START The data

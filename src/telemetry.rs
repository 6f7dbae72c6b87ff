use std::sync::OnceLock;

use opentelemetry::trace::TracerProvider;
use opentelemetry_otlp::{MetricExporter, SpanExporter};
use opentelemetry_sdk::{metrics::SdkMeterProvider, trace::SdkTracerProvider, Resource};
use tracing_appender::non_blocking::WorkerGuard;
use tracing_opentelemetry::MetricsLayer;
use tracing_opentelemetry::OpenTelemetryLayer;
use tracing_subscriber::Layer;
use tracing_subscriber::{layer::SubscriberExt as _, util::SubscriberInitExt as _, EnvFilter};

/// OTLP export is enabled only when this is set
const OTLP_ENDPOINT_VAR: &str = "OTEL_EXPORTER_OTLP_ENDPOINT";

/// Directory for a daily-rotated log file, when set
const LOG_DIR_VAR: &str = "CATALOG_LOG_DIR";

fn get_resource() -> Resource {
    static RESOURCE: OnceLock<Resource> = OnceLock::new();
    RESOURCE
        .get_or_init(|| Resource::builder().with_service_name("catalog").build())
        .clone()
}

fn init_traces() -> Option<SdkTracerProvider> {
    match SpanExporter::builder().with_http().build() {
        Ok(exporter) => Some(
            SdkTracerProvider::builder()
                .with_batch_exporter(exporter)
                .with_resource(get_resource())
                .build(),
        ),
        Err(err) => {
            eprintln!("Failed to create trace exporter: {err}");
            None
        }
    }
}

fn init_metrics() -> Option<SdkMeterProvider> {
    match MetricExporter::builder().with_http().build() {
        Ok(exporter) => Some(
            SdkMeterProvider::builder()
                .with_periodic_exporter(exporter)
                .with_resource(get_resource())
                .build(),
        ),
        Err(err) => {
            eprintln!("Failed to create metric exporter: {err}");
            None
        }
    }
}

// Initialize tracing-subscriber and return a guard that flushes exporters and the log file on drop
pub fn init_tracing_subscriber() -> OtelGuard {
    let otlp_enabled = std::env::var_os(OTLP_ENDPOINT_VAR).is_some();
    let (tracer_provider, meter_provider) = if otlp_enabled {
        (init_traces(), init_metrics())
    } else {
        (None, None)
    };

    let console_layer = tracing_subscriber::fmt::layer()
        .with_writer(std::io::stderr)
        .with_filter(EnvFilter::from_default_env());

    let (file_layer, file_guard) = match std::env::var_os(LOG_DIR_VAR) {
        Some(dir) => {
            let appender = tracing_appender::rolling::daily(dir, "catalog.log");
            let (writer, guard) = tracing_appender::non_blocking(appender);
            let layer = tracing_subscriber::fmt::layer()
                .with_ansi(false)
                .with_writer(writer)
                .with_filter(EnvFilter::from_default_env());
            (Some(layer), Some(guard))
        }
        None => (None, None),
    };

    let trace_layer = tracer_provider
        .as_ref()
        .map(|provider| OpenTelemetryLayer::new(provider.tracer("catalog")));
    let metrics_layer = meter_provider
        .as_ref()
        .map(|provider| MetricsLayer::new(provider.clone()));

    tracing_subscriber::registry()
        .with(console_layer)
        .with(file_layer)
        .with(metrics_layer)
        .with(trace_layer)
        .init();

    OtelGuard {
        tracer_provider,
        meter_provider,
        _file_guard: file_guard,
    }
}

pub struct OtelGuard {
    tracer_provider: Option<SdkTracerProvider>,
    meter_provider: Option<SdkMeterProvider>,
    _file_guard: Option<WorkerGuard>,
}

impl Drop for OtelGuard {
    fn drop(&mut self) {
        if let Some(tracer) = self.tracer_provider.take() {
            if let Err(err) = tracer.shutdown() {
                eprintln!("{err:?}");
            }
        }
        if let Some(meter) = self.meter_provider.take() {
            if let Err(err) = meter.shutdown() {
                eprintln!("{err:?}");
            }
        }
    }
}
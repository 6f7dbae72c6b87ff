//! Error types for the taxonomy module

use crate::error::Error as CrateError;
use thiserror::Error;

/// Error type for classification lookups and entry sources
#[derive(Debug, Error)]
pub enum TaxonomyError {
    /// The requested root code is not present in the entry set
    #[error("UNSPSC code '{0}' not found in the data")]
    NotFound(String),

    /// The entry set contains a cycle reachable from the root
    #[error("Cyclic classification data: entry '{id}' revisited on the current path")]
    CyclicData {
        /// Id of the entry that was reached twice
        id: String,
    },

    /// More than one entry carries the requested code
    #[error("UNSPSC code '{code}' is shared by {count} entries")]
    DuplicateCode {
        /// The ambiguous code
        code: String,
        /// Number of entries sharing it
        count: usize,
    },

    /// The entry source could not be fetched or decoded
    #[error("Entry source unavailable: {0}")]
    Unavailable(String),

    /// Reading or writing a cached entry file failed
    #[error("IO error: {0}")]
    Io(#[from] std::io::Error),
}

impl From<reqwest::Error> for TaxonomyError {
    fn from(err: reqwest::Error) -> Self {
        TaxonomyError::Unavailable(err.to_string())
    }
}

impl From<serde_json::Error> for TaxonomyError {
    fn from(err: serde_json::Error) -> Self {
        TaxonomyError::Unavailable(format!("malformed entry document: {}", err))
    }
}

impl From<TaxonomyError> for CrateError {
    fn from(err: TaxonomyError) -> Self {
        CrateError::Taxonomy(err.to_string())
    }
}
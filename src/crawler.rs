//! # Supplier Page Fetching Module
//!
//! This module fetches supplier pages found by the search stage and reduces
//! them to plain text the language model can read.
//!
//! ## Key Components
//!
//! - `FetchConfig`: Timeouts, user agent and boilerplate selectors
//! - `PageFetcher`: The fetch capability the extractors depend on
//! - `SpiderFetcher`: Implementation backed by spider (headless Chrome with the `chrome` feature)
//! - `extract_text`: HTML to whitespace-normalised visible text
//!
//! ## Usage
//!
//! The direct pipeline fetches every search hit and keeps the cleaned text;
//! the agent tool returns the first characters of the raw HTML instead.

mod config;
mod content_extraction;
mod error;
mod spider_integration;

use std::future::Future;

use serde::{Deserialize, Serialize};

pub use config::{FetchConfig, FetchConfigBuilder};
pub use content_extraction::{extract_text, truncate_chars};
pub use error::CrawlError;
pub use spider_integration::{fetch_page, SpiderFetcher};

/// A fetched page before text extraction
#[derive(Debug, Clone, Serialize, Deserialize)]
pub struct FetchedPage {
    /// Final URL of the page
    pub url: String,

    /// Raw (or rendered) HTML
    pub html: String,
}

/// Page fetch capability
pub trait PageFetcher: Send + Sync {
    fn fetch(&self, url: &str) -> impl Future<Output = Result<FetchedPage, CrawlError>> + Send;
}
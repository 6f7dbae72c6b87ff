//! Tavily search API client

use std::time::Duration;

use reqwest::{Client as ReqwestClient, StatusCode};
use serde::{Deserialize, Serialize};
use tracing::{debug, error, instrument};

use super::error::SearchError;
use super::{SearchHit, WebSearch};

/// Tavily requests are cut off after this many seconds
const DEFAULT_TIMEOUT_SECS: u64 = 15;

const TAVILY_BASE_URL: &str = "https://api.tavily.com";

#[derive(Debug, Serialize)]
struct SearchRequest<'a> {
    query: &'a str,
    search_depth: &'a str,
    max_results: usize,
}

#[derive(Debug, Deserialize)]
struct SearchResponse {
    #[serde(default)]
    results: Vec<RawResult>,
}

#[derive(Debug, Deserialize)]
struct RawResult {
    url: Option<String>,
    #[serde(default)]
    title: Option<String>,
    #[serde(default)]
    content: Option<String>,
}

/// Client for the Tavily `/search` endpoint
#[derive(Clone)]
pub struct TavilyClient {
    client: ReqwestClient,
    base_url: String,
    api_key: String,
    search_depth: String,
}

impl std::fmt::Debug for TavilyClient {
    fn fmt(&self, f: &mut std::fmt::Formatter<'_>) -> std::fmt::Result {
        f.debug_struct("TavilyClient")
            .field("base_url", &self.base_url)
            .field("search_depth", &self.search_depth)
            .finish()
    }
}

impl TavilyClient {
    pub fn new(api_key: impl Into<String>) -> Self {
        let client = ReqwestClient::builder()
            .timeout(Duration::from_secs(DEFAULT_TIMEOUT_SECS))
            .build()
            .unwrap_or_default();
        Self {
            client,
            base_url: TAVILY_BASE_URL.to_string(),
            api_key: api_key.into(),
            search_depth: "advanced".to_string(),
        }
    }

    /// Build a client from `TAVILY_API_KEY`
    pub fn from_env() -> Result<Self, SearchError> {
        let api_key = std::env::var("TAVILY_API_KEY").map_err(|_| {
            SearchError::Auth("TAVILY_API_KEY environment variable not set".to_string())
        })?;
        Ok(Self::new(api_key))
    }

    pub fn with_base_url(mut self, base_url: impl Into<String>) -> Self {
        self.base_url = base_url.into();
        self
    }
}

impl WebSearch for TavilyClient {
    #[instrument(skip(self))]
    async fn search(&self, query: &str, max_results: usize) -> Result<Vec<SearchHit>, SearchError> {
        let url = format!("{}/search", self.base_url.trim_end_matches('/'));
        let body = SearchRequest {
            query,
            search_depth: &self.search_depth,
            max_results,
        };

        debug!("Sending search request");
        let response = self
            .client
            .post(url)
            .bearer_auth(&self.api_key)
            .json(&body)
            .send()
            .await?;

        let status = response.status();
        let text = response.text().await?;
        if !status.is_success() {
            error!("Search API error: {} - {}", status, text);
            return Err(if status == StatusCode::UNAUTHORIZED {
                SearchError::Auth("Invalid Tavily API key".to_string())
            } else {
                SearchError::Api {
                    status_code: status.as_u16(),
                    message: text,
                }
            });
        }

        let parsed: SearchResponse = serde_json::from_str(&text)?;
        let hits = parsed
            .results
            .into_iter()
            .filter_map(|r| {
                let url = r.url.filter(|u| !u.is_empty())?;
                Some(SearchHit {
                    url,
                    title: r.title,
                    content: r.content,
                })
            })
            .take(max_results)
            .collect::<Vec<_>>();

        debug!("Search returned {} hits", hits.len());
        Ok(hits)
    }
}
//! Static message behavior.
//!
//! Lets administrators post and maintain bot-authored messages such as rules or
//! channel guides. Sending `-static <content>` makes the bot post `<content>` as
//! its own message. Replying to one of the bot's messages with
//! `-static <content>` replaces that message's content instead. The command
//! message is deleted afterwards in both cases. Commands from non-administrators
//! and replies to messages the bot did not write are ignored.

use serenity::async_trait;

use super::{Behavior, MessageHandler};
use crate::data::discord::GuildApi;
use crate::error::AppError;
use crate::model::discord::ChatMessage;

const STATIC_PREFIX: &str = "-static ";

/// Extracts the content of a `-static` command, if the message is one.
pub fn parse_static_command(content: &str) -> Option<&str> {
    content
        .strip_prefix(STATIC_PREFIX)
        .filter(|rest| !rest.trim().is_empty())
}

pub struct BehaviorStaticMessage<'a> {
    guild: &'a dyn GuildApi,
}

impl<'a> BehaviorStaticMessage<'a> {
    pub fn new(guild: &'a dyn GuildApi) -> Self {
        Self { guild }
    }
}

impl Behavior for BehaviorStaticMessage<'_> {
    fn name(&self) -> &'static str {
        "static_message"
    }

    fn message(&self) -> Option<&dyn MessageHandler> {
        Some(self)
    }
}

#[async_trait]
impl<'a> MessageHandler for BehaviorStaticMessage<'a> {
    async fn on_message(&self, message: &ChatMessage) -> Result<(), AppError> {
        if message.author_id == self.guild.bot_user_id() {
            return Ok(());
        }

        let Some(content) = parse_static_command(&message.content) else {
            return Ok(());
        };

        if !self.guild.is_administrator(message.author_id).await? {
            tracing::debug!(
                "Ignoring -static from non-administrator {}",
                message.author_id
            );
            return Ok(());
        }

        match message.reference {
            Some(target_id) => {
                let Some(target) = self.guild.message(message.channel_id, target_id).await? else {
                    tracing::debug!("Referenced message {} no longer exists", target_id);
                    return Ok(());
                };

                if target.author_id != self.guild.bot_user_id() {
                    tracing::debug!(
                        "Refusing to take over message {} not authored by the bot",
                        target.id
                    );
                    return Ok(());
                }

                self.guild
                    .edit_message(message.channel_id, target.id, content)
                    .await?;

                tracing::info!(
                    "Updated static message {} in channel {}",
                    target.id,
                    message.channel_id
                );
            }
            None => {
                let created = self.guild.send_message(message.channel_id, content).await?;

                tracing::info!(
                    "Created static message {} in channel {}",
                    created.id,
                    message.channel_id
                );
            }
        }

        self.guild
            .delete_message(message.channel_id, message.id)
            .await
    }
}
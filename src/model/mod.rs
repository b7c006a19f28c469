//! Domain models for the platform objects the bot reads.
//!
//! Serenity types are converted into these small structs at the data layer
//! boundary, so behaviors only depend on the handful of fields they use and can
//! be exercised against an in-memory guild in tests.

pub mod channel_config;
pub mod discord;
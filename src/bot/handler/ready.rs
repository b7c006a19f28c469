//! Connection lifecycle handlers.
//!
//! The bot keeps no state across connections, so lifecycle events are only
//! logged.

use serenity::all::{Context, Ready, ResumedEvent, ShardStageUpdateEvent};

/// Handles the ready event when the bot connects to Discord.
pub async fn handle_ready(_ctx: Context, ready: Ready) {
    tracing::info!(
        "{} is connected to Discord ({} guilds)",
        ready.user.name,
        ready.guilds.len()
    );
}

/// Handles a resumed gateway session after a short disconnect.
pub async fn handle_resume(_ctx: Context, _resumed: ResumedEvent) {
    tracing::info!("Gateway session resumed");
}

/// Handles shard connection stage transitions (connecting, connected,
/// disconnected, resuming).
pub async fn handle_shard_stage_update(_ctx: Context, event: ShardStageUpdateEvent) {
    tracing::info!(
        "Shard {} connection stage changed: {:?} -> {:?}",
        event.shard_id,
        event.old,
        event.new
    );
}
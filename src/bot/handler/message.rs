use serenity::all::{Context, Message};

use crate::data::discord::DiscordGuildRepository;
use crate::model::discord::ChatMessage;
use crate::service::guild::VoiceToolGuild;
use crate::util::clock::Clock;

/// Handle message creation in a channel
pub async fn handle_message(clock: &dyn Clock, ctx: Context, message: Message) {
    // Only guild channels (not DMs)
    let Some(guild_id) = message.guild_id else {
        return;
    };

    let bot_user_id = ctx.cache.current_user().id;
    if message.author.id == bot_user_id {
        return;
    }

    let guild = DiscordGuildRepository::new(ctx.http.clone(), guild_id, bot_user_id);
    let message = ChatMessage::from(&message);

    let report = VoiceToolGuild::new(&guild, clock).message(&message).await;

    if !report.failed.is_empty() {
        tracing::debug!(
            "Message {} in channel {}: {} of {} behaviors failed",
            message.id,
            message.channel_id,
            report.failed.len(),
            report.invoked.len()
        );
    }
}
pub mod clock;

END The data

▶ Task prompt
From the data above, output only the lines between the line containing "use tracing_appender::non_blocking::WorkerGuard;" and the line containing "file, when set", inclusive, exactly as written.

▶ Output below
use tracing_appender::non_blocking::WorkerGuard;
use tracing_opentelemetry::MetricsLayer;
use tracing_opentelemetry::OpenTelemetryLayer;
use tracing_subscriber::Layer;
use tracing_subscriber::{layer::SubscriberExt as _, util::SubscriberInitExt as _, EnvFilter};

/// OTLP export is enabled only when this is set
const OTLP_ENDPOINT_VAR: &str = "OTEL_EXPORTER_OTLP_ENDPOINT";

/// Directory for a daily-rotated log file, when set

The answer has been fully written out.